Since then, she has been a tireless advocate for awareness on the issue of murdered and missing Indigenous women and girls and of Indigenous education.
“Scientific inquiry is all about asking questions and looking for the answers. So you’re going to get different questions, different perspectives from Indigenous peoples who are familiar with their culture,” said Dyck.
TallBear, an associate professor in the University of Alberta’s Faculty of Native Studies, takes that a step further, saying anyone who is not western, white and male offers a unique perspective, including those who are African American, Latino, “queer,” women, and those from impoverished backgrounds.

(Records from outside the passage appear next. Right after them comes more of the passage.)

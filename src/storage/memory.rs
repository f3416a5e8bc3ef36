//! In-memory store for tests and single-process runs.

use std::collections::BTreeMap;
use std::sync::RwLock;

use super::error::{Result, StorageError};
use super::traits::{validate_key, SnapshotStore};

/// Snapshot store backed by a map behind a lock.
#[derive(Debug, Default)]
pub struct MemoryStore {
    entries: RwLock<BTreeMap<String, Vec<u8>>>,
}

impl MemoryStore {
    #[must_use]
    pub fn new() -> Self {
        Self::default()
    }

    #[must_use]
    pub fn len(&self) -> usize {
        self.entries.read().map(|e| e.len()).unwrap_or(0)
    }

    #[must_use]
    pub fn is_empty(&self) -> bool {
        self.len() == 0
    }
}

impl SnapshotStore for MemoryStore {
    fn put(&self, key: &str, bytes: &[u8]) -> Result<()> {
        validate_key(key)?;
        let mut entries = self.entries.write().map_err(|_| StorageError::LockPoisoned)?;
        entries.insert(key.to_string(), bytes.to_vec());
        Ok(())
    }

    fn get(&self, key: &str) -> Result<Option<Vec<u8>>> {
        let entries = self.entries.read().map_err(|_| StorageError::LockPoisoned)?;
        Ok(entries.get(key).cloned())
    }

    fn delete(&self, key: &str) -> Result<()> {
        let mut entries = self.entries.write().map_err(|_| StorageError::LockPoisoned)?;
        entries.remove(key);
        Ok(())
    }

    fn keys(&self, prefix: &str) -> Result<Vec<String>> {
        let entries = self.entries.read().map_err(|_| StorageError::LockPoisoned)?;
        Ok(entries
            .keys()
            .filter(|k| k.starts_with(prefix))
            .cloned()
            .collect())
    }
}
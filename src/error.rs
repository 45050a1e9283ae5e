// src/error.rs
use thiserror::Error;

/// Message shown in place of the catalog when it could not be loaded.
pub const LOAD_ERROR_MESSAGE: &str =
    "Erro ao carregar os dados dos notebooks. Por favor, tente novamente mais tarde.";

/// The catalog source could not be retrieved or parsed.
///
/// The variants only exist for logging; every one of them is presented to the
/// user with the same message.
#[derive(Error, Debug)]
pub enum LoadError {
    #[error("Failed to read catalog file: {0}")]
    Io(#[from] std::io::Error),

    #[error("Failed to fetch catalog: {0}")]
    Http(#[from] reqwest::Error),

    #[error("Failed to parse catalog: {0}")]
    Parse(#[from] serde_json::Error),
}

impl LoadError {
    pub fn user_message(&self) -> &'static str {
        LOAD_ERROR_MESSAGE
    }
}

#[derive(Error, Debug, Clone, Copy, PartialEq, Eq)]
pub enum SelectionError {
    #[error("Você pode comparar no máximo {max} notebooks.")]
    LimitExceeded { max: usize },
}
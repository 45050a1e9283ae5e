// src/state/mod.rs
use crate::comparison::{self, ComparisonTable};
use crate::config::{ItemId, ItemRecord, Settings};
use crate::error::{LoadError, SelectionError};
use crate::file::{CatalogLoader, CatalogSource};

pub mod filter;
pub mod selection;

pub use filter::Category;
pub use selection::Selection;

#[derive(Debug, Clone, PartialEq)]
pub enum LoadState {
    Pending,
    Ready,
    Failed(String),
}

// Core application state
#[derive(Debug)]
pub struct AppState {
    pub settings: Settings,
    pub source: CatalogSource,
    pub load_state: LoadState,
    loader: Option<CatalogLoader>,

    // Catalog data, never mutated after load
    catalog: Vec<ItemRecord>,
    category: Category,
    view: Vec<ItemRecord>,
    selection: Selection,

    // Minimal UI state
    pub comparison: Option<ComparisonTable>,
    pub notice: Option<String>,
    pub error_message: Option<String>,
}

impl AppState {
    pub fn new(settings: Settings) -> Self {
        let source = CatalogSource::parse(&settings.catalog_source);
        let selection = Selection::with_limit(settings.max_compare_items);
        Self {
            settings,
            source,
            load_state: LoadState::Pending,
            loader: None,
            catalog: Vec::new(),
            category: Category::All,
            view: Vec::new(),
            selection,
            comparison: None,
            notice: None,
            error_message: None,
        }
    }

    /// Drops everything derived from the previous catalog and loads `source`
    /// in the background.
    pub fn start_load<F>(&mut self, source: CatalogSource, on_done: F)
    where
        F: FnOnce() + Send + 'static,
    {
        self.reset_catalog();
        self.source = source.clone();
        self.loader = Some(CatalogLoader::spawn(source, on_done));
    }

    /// Picks up the background load result, if it has arrived.
    pub fn poll_load(&mut self) {
        let result = match &self.loader {
            Some(loader) => loader.poll(),
            None => return,
        };

        if let Some(result) = result {
            self.loader = None;
            self.finish_load(result);
        }
    }

    pub fn finish_load(&mut self, result: Result<Vec<ItemRecord>, LoadError>) {
        match result {
            Ok(items) => {
                tracing::info!(source = %self.source, count = items.len(), "Catalog loaded");
                self.catalog = items;
                self.category = Category::All;
                self.view = self.catalog.clone();
                self.selection.clear();
                self.load_state = LoadState::Ready;
            }
            Err(e) => {
                tracing::error!(source = %self.source, error = %e, "Error loading catalog");
                self.catalog.clear();
                self.view.clear();
                self.load_state = LoadState::Failed(e.user_message().to_string());
            }
        }
    }

    fn reset_catalog(&mut self) {
        self.loader = None;
        self.catalog.clear();
        self.view.clear();
        self.category = Category::All;
        self.selection.clear();
        self.comparison = None;
        self.notice = None;
        self.load_state = LoadState::Pending;
    }

    /// Recomputes the visible items. Any filter change empties the selection.
    pub fn apply_filter(&mut self, category: Category) {
        tracing::debug!(%category, "Applying filter");
        self.view = filter::filter(&self.catalog, &category);
        self.category = category;
        self.selection.clear();
        self.comparison = None;
    }

    /// Ignored while the comparison is open; the catalog sits behind it.
    pub fn toggle_selection(&mut self, id: &ItemId, checked: bool) -> Result<(), SelectionError> {
        if !self.catalog_interactive() {
            return Ok(());
        }
        let Some(item) = self.catalog.iter().find(|item| item.id == *id) else {
            return Ok(());
        };

        let result = self.selection.toggle(item, checked);
        if let Err(e) = &result {
            tracing::warn!(%id, "Selection limit reached");
            self.notice = Some(e.to_string());
        }
        result
    }

    /// Builds the comparison for the current selection. Returns false when
    /// fewer than two items are selected.
    pub fn open_comparison(&mut self) -> bool {
        self.comparison = comparison::build(self.selection.items());
        self.comparison.is_some()
    }

    pub fn close_comparison(&mut self) {
        self.comparison = None;
    }

    /// False while the comparison covers the catalog.
    pub fn catalog_interactive(&self) -> bool {
        self.comparison.is_none()
    }

    pub fn catalog(&self) -> &[ItemRecord] {
        &self.catalog
    }

    pub fn view(&self) -> &[ItemRecord] {
        &self.view
    }

    pub fn category(&self) -> &Category {
        &self.category
    }

    pub fn selection(&self) -> &Selection {
        &self.selection
    }

    /// Filter options: the configured list, or every profile in the catalog.
    pub fn category_options(&self) -> Vec<String> {
        if self.settings.categories.is_empty() {
            filter::catalog_categories(&self.catalog)
        } else {
            self.settings.categories.clone()
        }
    }
}

#[cfg(test)]
mod tests {
    use super::*;
    use crate::file::parse_catalog;
    use pretty_assertions::assert_eq;

    const CATALOG: &str = r#"[
        {"id": 1, "name": "A", "cpu": "i5", "ram": "8GB", "uso_indicado": ["Estudo"]},
        {"id": 2, "name": "B", "cpu": "i7", "ram": "16GB", "uso_indicado": ["Jogos"]},
        {"id": 3, "name": "C", "uso_indicado": ["Jogos", "Trabalho"]},
        {"id": 4, "name": "D", "uso_indicado": ["Trabalho"]}
    ]"#;

    fn loaded() -> AppState {
        let mut state = AppState::new(Settings::default());
        state.finish_load(parse_catalog(CATALOG));
        state
    }

    fn ids(items: &[ItemRecord]) -> Vec<ItemId> {
        items.iter().map(|i| i.id.clone()).collect()
    }

    #[test]
    fn test_load_success_shows_full_catalog() {
        let state = loaded();
        assert_eq!(state.load_state, LoadState::Ready);
        assert_eq!(state.view().len(), 4);
        assert!(state.selection().is_empty());
    }

    #[test]
    fn test_load_failure_shows_message_only() {
        let mut state = AppState::new(Settings::default());
        state.finish_load(parse_catalog("not json"));
        assert_eq!(
            state.load_state,
            LoadState::Failed(crate::error::LOAD_ERROR_MESSAGE.to_string())
        );
        assert!(state.view().is_empty());
    }

    #[test]
    fn test_filter_then_all_clears_selection() {
        let mut state = loaded();

        state.apply_filter(Category::parse("jog"));
        assert_eq!(ids(state.view()), vec![ItemId::Number(2), ItemId::Number(3)]);

        state.toggle_selection(&ItemId::Number(2), true).unwrap();
        state.toggle_selection(&ItemId::Number(3), true).unwrap();
        assert!(state.selection().can_compare());

        state.apply_filter(Category::All);
        assert!(state.selection().is_empty());
        assert_eq!(state.view(), state.catalog());
    }

    #[test]
    fn test_any_filter_change_clears_selection() {
        let mut state = loaded();
        state.toggle_selection(&ItemId::Number(1), true).unwrap();
        state.apply_filter(Category::parse("Trabalho"));
        assert!(state.selection().is_empty());
        assert!(state.comparison.is_none());
    }

    #[test]
    fn test_limit_sets_notice() {
        let mut state = loaded();
        for id in 1..=3 {
            state.toggle_selection(&ItemId::Number(id), true).unwrap();
        }

        let result = state.toggle_selection(&ItemId::Number(4), true);
        assert_eq!(result, Err(SelectionError::LimitExceeded { max: 3 }));
        assert_eq!(
            state.notice.as_deref(),
            Some("Você pode comparar no máximo 3 notebooks.")
        );
        assert_eq!(state.selection().len(), 3);
    }

    #[test]
    fn test_open_comparison_needs_two() {
        let mut state = loaded();
        state.toggle_selection(&ItemId::Number(1), true).unwrap();
        assert!(!state.open_comparison());
        assert!(state.comparison.is_none());

        state.toggle_selection(&ItemId::Number(2), true).unwrap();
        assert!(state.open_comparison());
        let table = state.comparison.as_ref().unwrap();
        assert_eq!(table.columns, vec!["A", "B"]);

        state.close_comparison();
        assert!(state.comparison.is_none());
    }

    #[test]
    fn test_selection_frozen_while_comparison_open() {
        let mut state = loaded();
        state.toggle_selection(&ItemId::Number(1), true).unwrap();
        state.toggle_selection(&ItemId::Number(2), true).unwrap();
        assert!(state.open_comparison());
        assert!(!state.catalog_interactive());

        state.toggle_selection(&ItemId::Number(3), true).unwrap();
        state.toggle_selection(&ItemId::Number(1), false).unwrap();
        assert_eq!(
            ids(state.selection().items()),
            vec![ItemId::Number(1), ItemId::Number(2)]
        );
        assert!(state.comparison.is_some());

        state.close_comparison();
        assert!(state.catalog_interactive());
        state.toggle_selection(&ItemId::Number(3), true).unwrap();
        assert_eq!(state.selection().len(), 3);
    }

    #[test]
    fn test_category_options() {
        let mut state = loaded();
        assert_eq!(state.category_options(), vec!["Estudo", "Jogos", "Trabalho"]);

        state.settings.categories = vec!["Design".to_string()];
        assert_eq!(state.category_options(), vec!["Design"]);
    }
}
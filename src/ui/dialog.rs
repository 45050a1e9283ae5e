// src/ui/dialog.rs
use eframe::egui;

use crate::state::AppState;

/// Error and notice windows. Both are dismissed with OK.
pub fn show_messages(ctx: &egui::Context, state: &mut AppState) {
    if let Some(error) = state.error_message.clone() {
        if message_window(ctx, "Error", &error) {
            state.error_message = None;
        }
    }

    if let Some(notice) = state.notice.clone() {
        if message_window(ctx, "Aviso", &notice) {
            state.notice = None;
        }
    }
}

// Returns true once OK was clicked
fn message_window(ctx: &egui::Context, title: &str, message: &str) -> bool {
    let mut dismissed = false;
    egui::Window::new(title)
        .collapsible(false)
        .resizable(false)
        .anchor(egui::Align2::CENTER_TOP, egui::vec2(0.0, 48.0))
        .show(ctx, |ui| {
            ui.label(message);
            if ui.button("OK").clicked() {
                dismissed = true;
            }
        });
    dismissed
}
// src/config/settings.rs
use anyhow::{Context, Result};
use serde::{Deserialize, Serialize};
use std::path::{Path, PathBuf};

const APP_DIR: &str = "notebook-compare";
const LOCAL_FILE: &str = "notebook-compare.toml";
const ENV_PREFIX: &str = "NOTEBOOK_COMPARE";

#[derive(Debug, Clone, PartialEq, Serialize, Deserialize)]
#[serde(default)]
pub struct Settings {
    /// Path or http(s) URL of the catalog JSON.
    pub catalog_source: String,
    pub max_compare_items: usize,
    /// Shown on cards whose record carries no operating system.
    pub default_os: String,
    /// Filter options. Empty means "derive from the loaded catalog".
    pub categories: Vec<String>,
    pub log_level: String,
    pub window_width: f32,
    pub window_height: f32,
}

impl Default for Settings {
    fn default() -> Self {
        Self {
            catalog_source: "data/notebooks.json".to_string(),
            max_compare_items: 3,
            default_os: "Windows 11".to_string(),
            categories: Vec::new(),
            log_level: "info".to_string(),
            window_width: 1024.0,
            window_height: 768.0,
        }
    }
}

impl Settings {
    /// User config dir, then the working directory, then the environment.
    pub fn load() -> Result<Self> {
        let user_file = Self::user_settings_path();
        Self::load_from(user_file.as_deref(), Some(Path::new(LOCAL_FILE)))
    }

    pub fn load_from(user_file: Option<&Path>, local_file: Option<&Path>) -> Result<Self> {
        let mut builder = config::Config::builder();

        for path in [user_file, local_file].into_iter().flatten() {
            builder = builder.add_source(config::File::from(path.to_path_buf()).required(false));
        }

        let settings: Settings = builder
            .add_source(
                config::Environment::with_prefix(ENV_PREFIX)
                    .try_parsing(true)
                    .list_separator(",")
                    .with_list_parse_key("categories"),
            )
            .build()
            .context("Failed to read settings")?
            .try_deserialize()
            .context("Failed to parse settings")?;

        Ok(settings.normalized())
    }

    fn normalized(mut self) -> Self {
        // A comparison needs at least two columns
        self.max_compare_items = self.max_compare_items.max(2);
        self.categories.retain(|c| !c.trim().is_empty());
        self
    }

    pub fn user_settings_path() -> Option<PathBuf> {
        dirs::config_dir().map(|dir| dir.join(APP_DIR).join("settings.toml"))
    }
}
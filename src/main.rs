// src/main.rs
use anyhow::Result;
use eframe::egui;
use tracing_subscriber::EnvFilter;

mod app;
mod comparison;
mod config;
mod error;
mod file;
mod state;
mod ui;

use app::CatalogApp;
use config::Settings;

fn main() -> Result<()> {
    let (settings, settings_error) = match Settings::load() {
        Ok(settings) => (settings, None),
        Err(e) => (Settings::default(), Some(e)),
    };

    init_logging(&settings.log_level);
    if let Some(e) = settings_error {
        tracing::warn!(error = %format!("{:#}", e), "Invalid settings, using defaults");
    }

    let options = eframe::NativeOptions {
        viewport: egui::ViewportBuilder::default()
            .with_inner_size([settings.window_width, settings.window_height])
            .with_title("Notebook Compare"),
        ..Default::default()
    };

    eframe::run_native(
        "Notebook Compare",
        options,
        Box::new(move |cc| Box::new(CatalogApp::new(cc, settings))),
    )
    .map_err(|e| anyhow::anyhow!("Failed to run application: {}", e))
}

// RUST_LOG wins over the configured level
fn init_logging(default_level: &str) {
    let filter = EnvFilter::try_from_default_env()
        .or_else(|_| EnvFilter::try_new(default_level))
        .unwrap_or_else(|_| EnvFilter::new("info"));

    tracing_subscriber::fmt()
        .with_env_filter(filter)
        .with_target(false)
        .init();
}
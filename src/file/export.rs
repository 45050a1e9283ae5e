// src/file/export.rs
use anyhow::{Context, Result};
use std::io::Write;
use std::path::Path;

use crate::comparison::ComparisonTable;

pub fn write_comparison_csv<W: Write>(table: &ComparisonTable, writer: W) -> Result<()> {
    let mut csv_writer = csv::Writer::from_writer(writer);

    csv_writer.write_record(table.header_row())?;
    for row in &table.rows {
        let record = std::iter::once(row.label.clone())
            .chain(row.cells.iter().map(|cell| cell.display_text()));
        csv_writer.write_record(record)?;
    }

    csv_writer.flush()?;
    Ok(())
}

pub fn save_comparison_csv(table: &ComparisonTable, path: &Path) -> Result<()> {
    let file = std::fs::File::create(path)
        .with_context(|| format!("Failed to create {}", path.display()))?;
    write_comparison_csv(table, file)
        .with_context(|| format!("Failed to write comparison to {}", path.display()))?;
    tracing::info!(path = %path.display(), "Exported comparison");
    Ok(())
}
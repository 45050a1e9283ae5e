// src/ui/catalog.rs
use eframe::egui;

use crate::config::{ItemId, ItemRecord, Settings};
use crate::state::filter::ALL;
use crate::state::{AppState, Category, LoadState, Selection};

/// Everything needed to draw the catalog, computed without touching egui.
#[derive(Debug, Clone, PartialEq)]
pub struct CatalogView {
    pub count_text: String,
    pub cards: Vec<CardDescriptor>,
}

#[derive(Debug, Clone, PartialEq)]
pub struct CardDescriptor {
    pub id: ItemId,
    pub selected: bool,
    pub name: String,
    pub image_ref: Option<String>,
    pub specs: Vec<(&'static str, String)>,
    pub profiles: Vec<String>,
}

pub fn render(items: &[ItemRecord], selection: &Selection, settings: &Settings) -> CatalogView {
    CatalogView {
        count_text: format!("{} notebooks encontrados", items.len()),
        cards: items
            .iter()
            .map(|item| card(item, selection.contains(&item.id), settings))
            .collect(),
    }
}

fn card(item: &ItemRecord, selected: bool, settings: &Settings) -> CardDescriptor {
    CardDescriptor {
        id: item.id.clone(),
        selected,
        name: item.name.clone(),
        image_ref: item.image_ref.clone(),
        specs: vec![
            ("Processador", item.cpu().unwrap_or_default()),
            ("Memória RAM", item.ram().unwrap_or_default()),
            ("Armazenamento", item.ssd().unwrap_or_default()),
            ("Tela", item.screen().unwrap_or_default()),
            ("GPU", item.gpu().unwrap_or_default()),
            (
                "Sistema Operacional",
                item.os().unwrap_or_else(|| settings.default_os.clone()),
            ),
        ],
        profiles: item.recommended_profiles.clone(),
    }
}

pub fn show_catalog_view(ui: &mut egui::Ui, state: &mut AppState) {
    show_toolbar(ui, state);
    ui.add_space(8.0);
    ui.separator();
    ui.add_space(8.0);

    match &state.load_state {
        LoadState::Pending => {
            ui.horizontal(|ui| {
                ui.spinner();
                ui.label("Carregando notebooks...");
            });
            return;
        }
        LoadState::Failed(message) => {
            ui.colored_label(egui::Color32::RED, message);
            return;
        }
        LoadState::Ready => {}
    }

    let view = render(state.view(), state.selection(), &state.settings);
    ui.label(egui::RichText::new(&view.count_text).strong());
    ui.add_space(4.0);

    egui::ScrollArea::vertical()
        .id_source("catalog_scroll")
        .auto_shrink([false, false])
        .show(ui, |ui| {
            for card in &view.cards {
                show_card(ui, state, card);
                ui.add_space(4.0);
            }
        });
}

fn show_toolbar(ui: &mut egui::Ui, state: &mut AppState) {
    let ready = state.load_state == LoadState::Ready;

    ui.horizontal(|ui| {
        let current = state.category().clone();
        let mut selected = current.to_string();
        let selected_text = match &current {
            Category::All => "Todos os perfis".to_string(),
            Category::Profile(profile) => profile.clone(),
        };

        ui.add_enabled_ui(ready, |ui| {
            egui::ComboBox::from_label("Perfil")
                .selected_text(selected_text)
                .show_ui(ui, |ui| {
                    ui.selectable_value(&mut selected, ALL.to_string(), "Todos os perfis");
                    for option in state.category_options() {
                        ui.selectable_value(&mut selected, option.clone(), option);
                    }
                });
        });

        if selected != current.to_string() {
            state.apply_filter(Category::parse(&selected));
        }

        ui.add_space(16.0);

        let count = state.selection().len();
        let compare = ui.add_enabled(
            state.selection().can_compare(),
            egui::Button::new(format!("Comparar Selecionados ({})", count)),
        );
        if compare.clicked() {
            state.open_comparison();
        }
    });
}

fn show_card(ui: &mut egui::Ui, state: &mut AppState, card: &CardDescriptor) {
    let mut frame = egui::Frame::group(ui.style());
    if card.selected {
        frame = frame
            .fill(ui.visuals().selection.bg_fill.linear_multiply(0.3))
            .stroke(ui.visuals().selection.stroke);
    }

    frame.show(ui, |ui| {
        ui.set_width(ui.available_width());

        ui.horizontal(|ui| {
            let mut checked = card.selected;
            if ui.checkbox(&mut checked, "").changed() {
                // A rejected check leaves the selection untouched, so the box
                // renders unchecked again on the next frame
                let _ = state.toggle_selection(&card.id, checked);
            }
            ui.heading(&card.name);
        });

        if let Some(image) = &card.image_ref {
            ui.label(egui::RichText::new(image).weak().small());
        }

        egui::Grid::new(("card_specs", card.id.to_string()))
            .num_columns(2)
            .spacing([8.0, 2.0])
            .show(ui, |ui| {
                for (label, value) in &card.specs {
                    ui.label(egui::RichText::new(format!("{}:", label)).strong());
                    ui.label(value);
                    ui.end_row();
                }
            });

        ui.add_space(4.0);
        ui.label(egui::RichText::new("Perfis recomendados:").strong());
        show_tags(ui, &card.profiles);
    });
}

pub fn show_tags(ui: &mut egui::Ui, tags: &[String]) {
    ui.horizontal_wrapped(|ui| {
        for tag in tags {
            egui::Frame::none()
                .fill(ui.visuals().faint_bg_color)
                .rounding(4.0)
                .inner_margin(egui::Margin::symmetric(6.0, 2.0))
                .show(ui, |ui| {
                    ui.label(egui::RichText::new(tag).small());
                });
        }
    });
}
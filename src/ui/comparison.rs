// src/ui/comparison.rs
use eframe::egui;
use rfd::FileDialog;

use crate::comparison::{Cell, ComparisonTable};
use crate::file::export;
use crate::state::AppState;
use crate::ui::catalog::show_tags;

/// Modal comparison window. Returns true when it was dismissed by its close
/// button or by a click anywhere outside it; the caller closes it after the
/// rest of the frame has been drawn.
pub fn show_comparison_window(ctx: &egui::Context, state: &mut AppState) -> bool {
    let Some(table) = state.comparison.clone() else {
        return false;
    };

    let mut open = true;
    let mut export_clicked = false;

    let response = egui::Window::new("Comparação de Notebooks")
        .open(&mut open)
        .collapsible(false)
        .resizable(true)
        .default_width(720.0)
        .anchor(egui::Align2::CENTER_CENTER, egui::Vec2::ZERO)
        .show(ctx, |ui| {
            egui::ScrollArea::both()
                .id_source("comparison_scroll")
                .show(ui, |ui| show_table(ui, &table));

            ui.add_space(8.0);
            ui.separator();
            if ui.button("💾 Exportar CSV...").clicked() {
                export_clicked = true;
            }
        });

    let clicked_outside = match &response {
        Some(inner) => ctx.input(|i| {
            i.pointer.primary_clicked()
                && i
                    .pointer
                    .interact_pos()
                    .map_or(false, |pos| !inner.response.rect.contains(pos))
        }),
        None => false,
    };

    if export_clicked {
        export_table(state, &table);
    }

    !open || clicked_outside
}

fn show_table(ui: &mut egui::Ui, table: &ComparisonTable) {
    egui::Grid::new("comparison_grid")
        .num_columns(table.columns.len() + 1)
        .striped(true)
        .spacing([16.0, 6.0])
        .show(ui, |ui| {
            for header in table.header_row() {
                ui.label(egui::RichText::new(header).strong());
            }
            ui.end_row();

            for row in &table.rows {
                ui.label(egui::RichText::new(&row.label).strong());
                for cell in &row.cells {
                    match cell {
                        Cell::Text(text) => {
                            ui.label(text);
                        }
                        Cell::Missing => {
                            ui.label(cell.display_text());
                        }
                        Cell::Tags(tags) => {
                            ui.vertical(|ui| show_tags(ui, tags));
                        }
                    }
                }
                ui.end_row();
            }
        });
}

fn export_table(state: &mut AppState, table: &ComparisonTable) {
    let file_dialog = FileDialog::new()
        .add_filter("CSV files", &["csv"])
        .set_file_name("comparacao.csv")
        .set_title("Export Comparison");

    if let Some(path) = file_dialog.save_file() {
        if let Err(e) = export::save_comparison_csv(table, &path) {
            tracing::error!(error = %e, "Error exporting comparison");
            state.error_message = Some(format!("Error exporting comparison: {:#}", e));
        }
    }
}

“What I had actually learned by hanging out with them and listening to the different kinds of questions they ask and the different cultural sensibilities and ethical frameworks that they bring to their science, I learned, in fact, if we can diversify science, I do think we will change it,” Tallbear said.
“It’s kind of weird to think my perspective is totally new, and it’s something that can contribute to quite a bit,” said Marlee, who said she and her sister are the only Indigenous students she is aware of in the faculty of science.
The Willier sisters want to be a part of that Indigenous influence in science. They are the first in their family to attend university. Marlee praises her mother, a social worker on the reserve, for instilling in them the value of education.
Their father is an electrician, and while neither parent has formal training, they have the highest paying jobs in their generation, says Marlee. And, she adds, with a brother in Grade 7 still at home, she wants to be a strong role model for him.
With her science degree, Marlee wants to do research and teach at the university level. For Valerie, grad school is definitely in the picture as she plans for academia and also teaching at the university level.
“I try to keep in mind it’s a privilege for me to be here and I’m just so grateful for me to have this opportunity because I know a lot of people don’t,” said Valerie. She also adds that having a mentor has helped her.
The sisters, who live off campus with a friend, give a nod to UAlberta’s Aboriginal Service Centre for the support they have received, both in school work and connecting them to their culture.
“The Senator said the Creator sort of put this path out for us and we don’t have to push too hard. We just have to trust in him to guide our path throughout our life,” said Marlee.